▸ **Data**
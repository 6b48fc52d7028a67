//! Drop and paste import: turn files, bytes and text into cards.
//!
//! DESIGN
//! ======
//! Each item is classified by media type:
//! - image (declared `image/*`, or sniffed from the bytes) → bytes go to
//!   the asset store, then an `image` card references the asset,
//! - text that parses as an http(s) URL → `url` card,
//! - anything else → `text` card.
//!
//! Item `i` of a multi-item drop lands at `at + i * DROP_OFFSET` on both
//! axes (before snapping) so the cards fan out instead of stacking.
//!
//! ARCHITECTURE
//! ============
//! [`Importer`] only holds shared collaborator handles and is cheap to
//! clone. UI glue clones it out of the controller and spawns the import, so
//! input keeps flowing while bytes are read and stored.
//!
//! ERROR HANDLING
//! ==============
//! A failed asset write aborts that item: it is logged and no card is
//! created. Text that is not valid UTF-8 is logged and imported lossily as
//! a text card. Neither stops the remaining items.

#[cfg(test)]
#[path = "import_test.rs"]
mod tests;

use std::path::Path;
use std::sync::Arc;

use serde_json::json;
use tracing::{error, info, warn};
use url::Url;

use crate::cards::Cards;
use crate::collab::{AssetError, AssetStore};
use crate::consts::DROP_OFFSET;
use crate::doc::CardId;
use crate::error::ErrorCode;
use crate::input::{DropItem, Point};

// =============================================================================
// TYPES
// =============================================================================

#[derive(Debug, thiserror::Error)]
pub enum ImportError {
    #[error("asset write failed: {0}")]
    AssetWrite(#[from] AssetError),
    #[error("unparsable input: {0}")]
    Unparsable(String),
    #[error("read failed: {0}")]
    Io(#[from] std::io::Error),
}

impl ErrorCode for ImportError {
    fn error_code(&self) -> &'static str {
        match self {
            Self::AssetWrite(_) => "E_IMPORT_ASSET",
            Self::Unparsable(_) => "E_IMPORT_UNPARSABLE",
            Self::Io(_) => "E_IMPORT_IO",
        }
    }
}

/// How an imported item will be represented on the board.
#[derive(Debug, Clone, PartialEq, Eq)]
pub enum ImportKind {
    Image,
    Url,
    Text,
}

/// Classify plain text: http(s) URLs become link cards, everything else notes.
#[must_use]
pub fn classify_text(text: &str) -> ImportKind {
    match Url::parse(text.trim()) {
        Ok(url) if matches!(url.scheme(), "http" | "https") => ImportKind::Url,
        _ => ImportKind::Text,
    }
}

/// The image media type of `bytes`, either declared or sniffed.
#[must_use]
pub fn image_media_type(declared: Option<&str>, bytes: &[u8]) -> Option<String> {
    if let Some(declared) = declared {
        return declared.starts_with("image/").then(|| declared.to_string());
    }
    infer::get(bytes)
        .filter(|kind| kind.matcher_type() == infer::MatcherType::Image)
        .map(|kind| kind.mime_type().to_string())
}

// =============================================================================
// IMPORTER
// =============================================================================

/// Imports dropped or pasted items onto one board.
#[derive(Clone)]
pub struct Importer {
    cards: Cards,
    assets: Arc<dyn AssetStore>,
}

impl Importer {
    #[must_use]
    pub fn new(cards: Cards, assets: Arc<dyn AssetStore>) -> Self {
        Self { cards, assets }
    }

    /// Import every item, offsetting item `i` by `i * DROP_OFFSET`.
    /// Returns the ids of the cards created; failed items are logged and skipped.
    pub async fn import_all(&self, items: Vec<DropItem>, at: Point) -> Vec<CardId> {
        let total = items.len();
        let mut created = Vec::with_capacity(total);
        for (index, item) in items.into_iter().enumerate() {
            let step = i32::try_from(index).map_or(i32::MAX, |i| i.saturating_mul(DROP_OFFSET));
            match self.import(item, at.offset(step)).await {
                Ok(card_id) => created.push(card_id),
                Err(e) => error!(index, error = %e, code = e.error_code(), "import: item failed"),
            }
        }
        info!(total, created = created.len(), "import finished");
        created
    }

    /// Import one item at `at`.
    ///
    /// # Errors
    ///
    /// Returns [`ImportError::AssetWrite`] if an image could not be stored
    /// and [`ImportError::Io`] if a dropped file could not be read.
    pub async fn import(&self, item: DropItem, at: Point) -> Result<CardId, ImportError> {
        match item {
            DropItem::File { path, media_type } => self.import_file(&path, media_type.as_deref(), at).await,
            DropItem::Bytes { bytes, media_type } => self.import_bytes(bytes, media_type.as_deref(), at).await,
            DropItem::Text(text) => Ok(self.import_text(&text, at)),
        }
    }

    async fn import_file(&self, path: &Path, media_type: Option<&str>, at: Point) -> Result<CardId, ImportError> {
        if media_type.is_some_and(|m| m.starts_with("image/")) {
            let asset_id = self.assets.write(path).await?;
            return Ok(self.image_card(&asset_id, at));
        }
        let bytes = tokio::fs::read(path).await?;
        self.import_bytes(bytes, media_type, at).await
    }

    async fn import_bytes(&self, bytes: Vec<u8>, media_type: Option<&str>, at: Point) -> Result<CardId, ImportError> {
        if let Some(image_type) = image_media_type(media_type, &bytes) {
            let asset_id = self.assets.write_buffer(bytes, &image_type).await?;
            return Ok(self.image_card(&asset_id, at));
        }
        match String::from_utf8(bytes) {
            Ok(text) => Ok(self.import_text(&text, at)),
            Err(e) => {
                let err = ImportError::Unparsable(e.to_string());
                warn!(error = %err, code = err.error_code(), "import: falling back to lossy text");
                let text = String::from_utf8_lossy(e.as_bytes()).into_owned();
                Ok(self.text_card(&text, at))
            }
        }
    }

    fn import_text(&self, text: &str, at: Point) -> CardId {
        match classify_text(text) {
            ImportKind::Url => self.cards.create_card("url", &json!({ "url": text.trim() }), at, None),
            ImportKind::Image | ImportKind::Text => self.text_card(text, at),
        }
    }

    fn text_card(&self, text: &str, at: Point) -> CardId {
        self.cards.create_card("text", &json!({ "text": text }), at, None)
    }

    fn image_card(&self, asset_id: &str, at: Point) -> CardId {
        self.cards.create_card("image", &json!({ "hyperfileUrl": asset_id }), at, None)
    }
}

▸ **What you should do**
From the first line of the records to the line containing "bytes go to", inclusive, transcribe everything exactly and leave out the rest.

▸ **Task solution**
repository 6b48fc52d7028a67
//! Drop and paste import: turn files, bytes and text into cards.
//!
//! DESIGN
//! ======
//! Each item is classified by media type:
//! - image (declared `image/*`, or sniffed from the bytes) → bytes go to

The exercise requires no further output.